Pregnant Woman The second method can be carried out from around week 10. It works using a similar principle as the STR method in that it aims to identify DNA sequences in mother’s blood that are different from mother’s own DNA and so must be from fetal paternal DNA. Instead of using STRs a huge array of SNPs is deployed. As described in the home page article SNPs, or “snips”, are Single Nucleotide Polymorphisms and are points along the DNA strand where there are single nucleotide sequence variations. There are many millions of SNPs spread throughout the 3 billion nucleotides in the human genome. A great advantage of SNPs for prenatal testing is that the highly degraded nature of fetal cfDNA in mother’s blood is not a problem because only very short DNA fragments are needed to successfully give SNP results. Fetal cfDNA generally works very well. For prenatal paternity testing more than 300,000 chromosomal SNP sites can be targeted in a single test. Powerful hi-tech bioinformatics detection equipment and interpretation software is used to analyse all of these regions at once. One SNP on its own is not usually very discriminating and the test result relating to an individual SNP site may well be of no use in a given paternity test.  However, the fact that such a large number are examined means that even if only a small proportion of the 300,000 or so tests yield informative results then there will still be a significant amount of information to help determine paternity. Although the approach to statistical interpretation for SNPs is different from the standard STR approach, statistical results approximately equivalent to probabilities of paternity greater than 99.9% can often be achieved.

What If Mother-to-be is Carrying Twins or Triplets?
Invasive sampling of multiples is possible via CVS and amniocentesis but, depending on the number and arrangement of amniotic sac(s) and placenta(ae), it can be more difficult to perform and may bring additional risk of miscarriage. If you use this type of sampling, fetuses can be tested separately. As always, it is important to discuss the risks relevant to your own pregnancy with a health professional before making a prenatal sampling decision.

For non-invasive sampling: In theory, if the twins, triplets or other multiples are identical, (i.e. they originate from the same single fertilized egg – described as monozygotic) there should be no problem because each will have identical DNA and there should be no difficulties in the interpretation of the paternity test results.

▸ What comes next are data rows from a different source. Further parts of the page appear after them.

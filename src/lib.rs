//! An in-memory RGBA image core with a streaming, compositing GIF decoder.
//!
//! ```no_run
//! use ril_gif::prelude::*;
//!
//! # fn main() -> ril_gif::Result<()> {
//! for frame in ImageSequence::<Rgba>::open("sample.gif")? {
//!     let frame = frame?;
//!     println!("{:?} for {:?}", frame.dimensions(), frame.delay());
//! }
//! # Ok(())
//! # }
//! ```

#![warn(clippy::pedantic)]
#![allow(clippy::module_name_repetitions, clippy::cast_possible_truncation)]

pub mod decode;
pub mod encodings;
pub mod error;
pub mod format;
pub mod image;
pub mod pixel;
pub mod sequence;

pub use decode::{Decoder, FrameIterator};
pub use error::{Error, Result};
pub use format::ImageFormat;
pub use image::Image;
pub use pixel::{Pixel, Rgb, Rgba};
pub use sequence::{DisposalMethod, Frame, ImageSequence, LoopCount};

pub mod prelude {
    pub use super::{
        DisposalMethod, Frame, FrameIterator, Image, ImageFormat, ImageSequence, LoopCount, Pixel,
        Rgb, Rgba,
    };
}
/// Reads a GIF stream block by block, producing one [`RawFrame`] per image block.
///
/// The header, logical screen descriptor and global color table are read when the reader is
/// created. After that, [`GifReader::next_frame`] scans blocks until the next image block or the
/// trailer. The first error is final: every later call returns `Ok(None)`.
pub struct GifReader<R> {
    reader: ByteReader<R>,
    version: Version,
    screen: LogicalScreenDescriptor,
    global_color_table: Option<ColorTable>,
    pending_control: Option<GraphicControlExtension>,
    loop_count: Option<LoopCount>,
    state: State,
}

impl<R: Read> GifReader<R> {
    /// Reads the header, the logical screen descriptor and the global color table from the given
    /// stream.
    ///
    /// # Errors
    /// * `MalformedHeader`: The stream does not start with `GIF87a` or `GIF89a`.
    /// * `TruncatedData`: The stream ended early.
    /// * `InvalidDimensions`: The logical screen has a width or height of zero.
    pub fn new(stream: R) -> Result<Self> {
        let mut reader = ByteReader { inner: stream };

        let signature = reader.read_array::<6>("header")?;
        let version = match &signature {
            b"GIF87a" => Version::Gif87a,
            b"GIF89a" => Version::Gif89a,
            _ => return Err(Error::MalformedHeader(signature)),
        };

        let [w0, w1, h0, h1, flags, background_index, pixel_aspect_ratio] =
            reader.read_array::<7>("logical screen descriptor")?;
        let screen = LogicalScreenDescriptor {
            width: u16::from_le_bytes([w0, w1]),
            height: u16::from_le_bytes([h0, h1]),
            flags,
            background_index,
            pixel_aspect_ratio,
        };

        if screen.width == 0 || screen.height == 0 {
            return Err(Error::InvalidDimensions {
                width: u32::from(screen.width),
                height: u32::from(screen.height),
            });
        }

        let global_color_table = if screen.has_global_color_table() {
            Some(ColorTable::read(&mut reader, screen.global_color_table_len())?)
        } else {
            None
        };

        debug!(
            "read {:?} header: {}x{} logical screen, global color table of {} colors",
            version,
            screen.width,
            screen.height,
            global_color_table.as_ref().map_or(0, ColorTable::len),
        );

        Ok(Self {
            reader,
            version,
            screen,
            global_color_table,
            pending_control: None,
            loop_count: None,
            state: State::BlockScan,
        })
    }

    /// The version declared in the header.
    #[must_use]
    pub const fn version(&self) -> Version {
        self.version
    }

    /// The logical screen descriptor of the stream.
    #[must_use]
    pub const fn screen_descriptor(&self) -> &LogicalScreenDescriptor {
        &self.screen
    }

    /// The global color table of the stream, if any.
    #[must_use]
    pub const fn global_color_table(&self) -> Option<&ColorTable> {
        self.global_color_table.as_ref()
    }

    /// The color the canvas starts out with and is restored to: the global color table entry at
    /// the background index, or transparent if there is no such entry.
    #[must_use]
    pub fn background_color(&self) -> Rgba {
        self.global_color_table
            .as_ref()
            .and_then(|table| table.get(self.screen.background_index))
            .map_or_else(Rgba::transparent, Rgba::from)
    }

    /// The loop count declared by an application extension seen so far. Streams without one
    /// play once.
    #[must_use]
    pub fn loop_count(&self) -> LoopCount {
        self.loop_count.unwrap_or(LoopCount::Exactly(1))
    }

    /// Scans blocks until the next image block and decodes it. Returns `Ok(None)` once the
    /// trailer has been read.
    ///
    /// # Errors
    /// * Any decoding error. The reader is finished afterwards.
    pub fn next_frame(&mut self) -> Result<Option<RawFrame>> {
        if self.state != State::BlockScan {
            return Ok(None);
        }

        let result = self.scan();
        match &result {
            Ok(None) => self.state = State::Done,
            Err(_) => self.state = State::Failed,
            Ok(Some(_)) => (),
        }
        result
    }

    fn scan(&mut self) -> Result<Option<RawFrame>> {
        loop {
            match self.reader.read_u8("block introducer")? {
                EXTENSION_INTRODUCER => self.read_extension()?,
                IMAGE_SEPARATOR => return self.read_image().map(Some),
                TRAILER => return Ok(None),
                byte => return Err(Error::UnknownBlockType(byte)),
            }
        }
    }

    fn read_extension(&mut self) -> Result<()> {
        match self.reader.read_u8("extension label")? {
            GRAPHIC_CONTROL_LABEL => {
                let mut data = Vec::with_capacity(4);
                self.reader
                    .read_sub_blocks(&mut data, "graphic control extension")?;

                self.pending_control = Some(GraphicControlExtension::parse(&data)?);
            }
            APPLICATION_LABEL => self.read_application_extension()?,
            label @ (COMMENT_LABEL | PLAIN_TEXT_LABEL) => {
                trace!("skipping extension {label:#04x}");
                self.reader.skip_sub_blocks("extension")?;
            }
            label => {
                trace!("skipping unknown extension {label:#04x}");
                self.reader.skip_sub_blocks("extension")?;
            }
        }
        Ok(())
    }

    fn read_application_extension(&mut self) -> Result<()> {
        let mut identifier = Vec::with_capacity(11);
        if !self
            .reader
            .read_sub_block(&mut identifier, "application extension")?
        {
            return Ok(());
        }

        if identifier != b"NETSCAPE2.0" && identifier != b"ANIMEXTS1.0" {
            trace!(
                "skipping application extension \"{}\"",
                identifier.escape_ascii()
            );
            return self.reader.skip_sub_blocks("application extension");
        }

        let mut data = Vec::with_capacity(3);
        loop {
            data.clear();
            if !self
                .reader
                .read_sub_block(&mut data, "application extension")?
            {
                return Ok(());
            }

            if let [1, lo, hi, ..] = data[..] {
                self.loop_count = Some(match u16::from_le_bytes([lo, hi]) {
                    0 => LoopCount::Infinite,
                    count => LoopCount::Exactly(u32::from(count)),
                });
            }
        }
    }

    fn read_image(&mut self) -> Result<RawFrame> {
        let [l0, l1, t0, t1, w0, w1, h0, h1, flags] = self.reader.read_array("image descriptor")?;
        let descriptor = ImageDescriptor {
            left: u16::from_le_bytes([l0, l1]),
            top: u16::from_le_bytes([t0, t1]),
            width: u16::from_le_bytes([w0, w1]),
            height: u16::from_le_bytes([h0, h1]),
            flags,
        };

        let (left, top, width, height) = descriptor.bounds();
        if width == 0 || height == 0 {
            return Err(Error::InvalidDimensions { width, height });
        }

        let screen_width = u32::from(self.screen.width);
        let screen_height = u32::from(self.screen.height);
        if left + width > screen_width || top + height > screen_height {
            return Err(Error::FrameOutOfBounds {
                left,
                top,
                width,
                height,
                screen_width,
                screen_height,
            });
        }

        let local_color_table = if descriptor.has_local_color_table() {
            Some(ColorTable::read(&mut self.reader, descriptor.local_color_table_len())?)
        } else {
            None
        };

        let min_code_size = self.reader.read_u8("LZW minimum code size")?;
        let mut data = Vec::new();
        self.reader.read_sub_blocks(&mut data, "image data")?;

        let mut indices =
            LzwDecoder::new(min_code_size)?.decode(&data, descriptor.pixel_count())?;
        if descriptor.is_interlaced() {
            indices = deinterlace(&indices, width as usize, height as usize);
        }

        Ok(RawFrame {
            descriptor,
            local_color_table,
            control: self.pending_control.take(),
            indices,
        })
    }
}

However, most companies offering the non-invasive SNP test advise against it because the technique has only been validated for singleton pregnancies.

If the fetuses were non-identical, fraternal multiples (di-, tri- or polyzygotic) SNP testing would certainly not be possible as there are essentially three separate types of DNA in mother’s blood which will distort the bioinformatics software algorithm used to interpret results.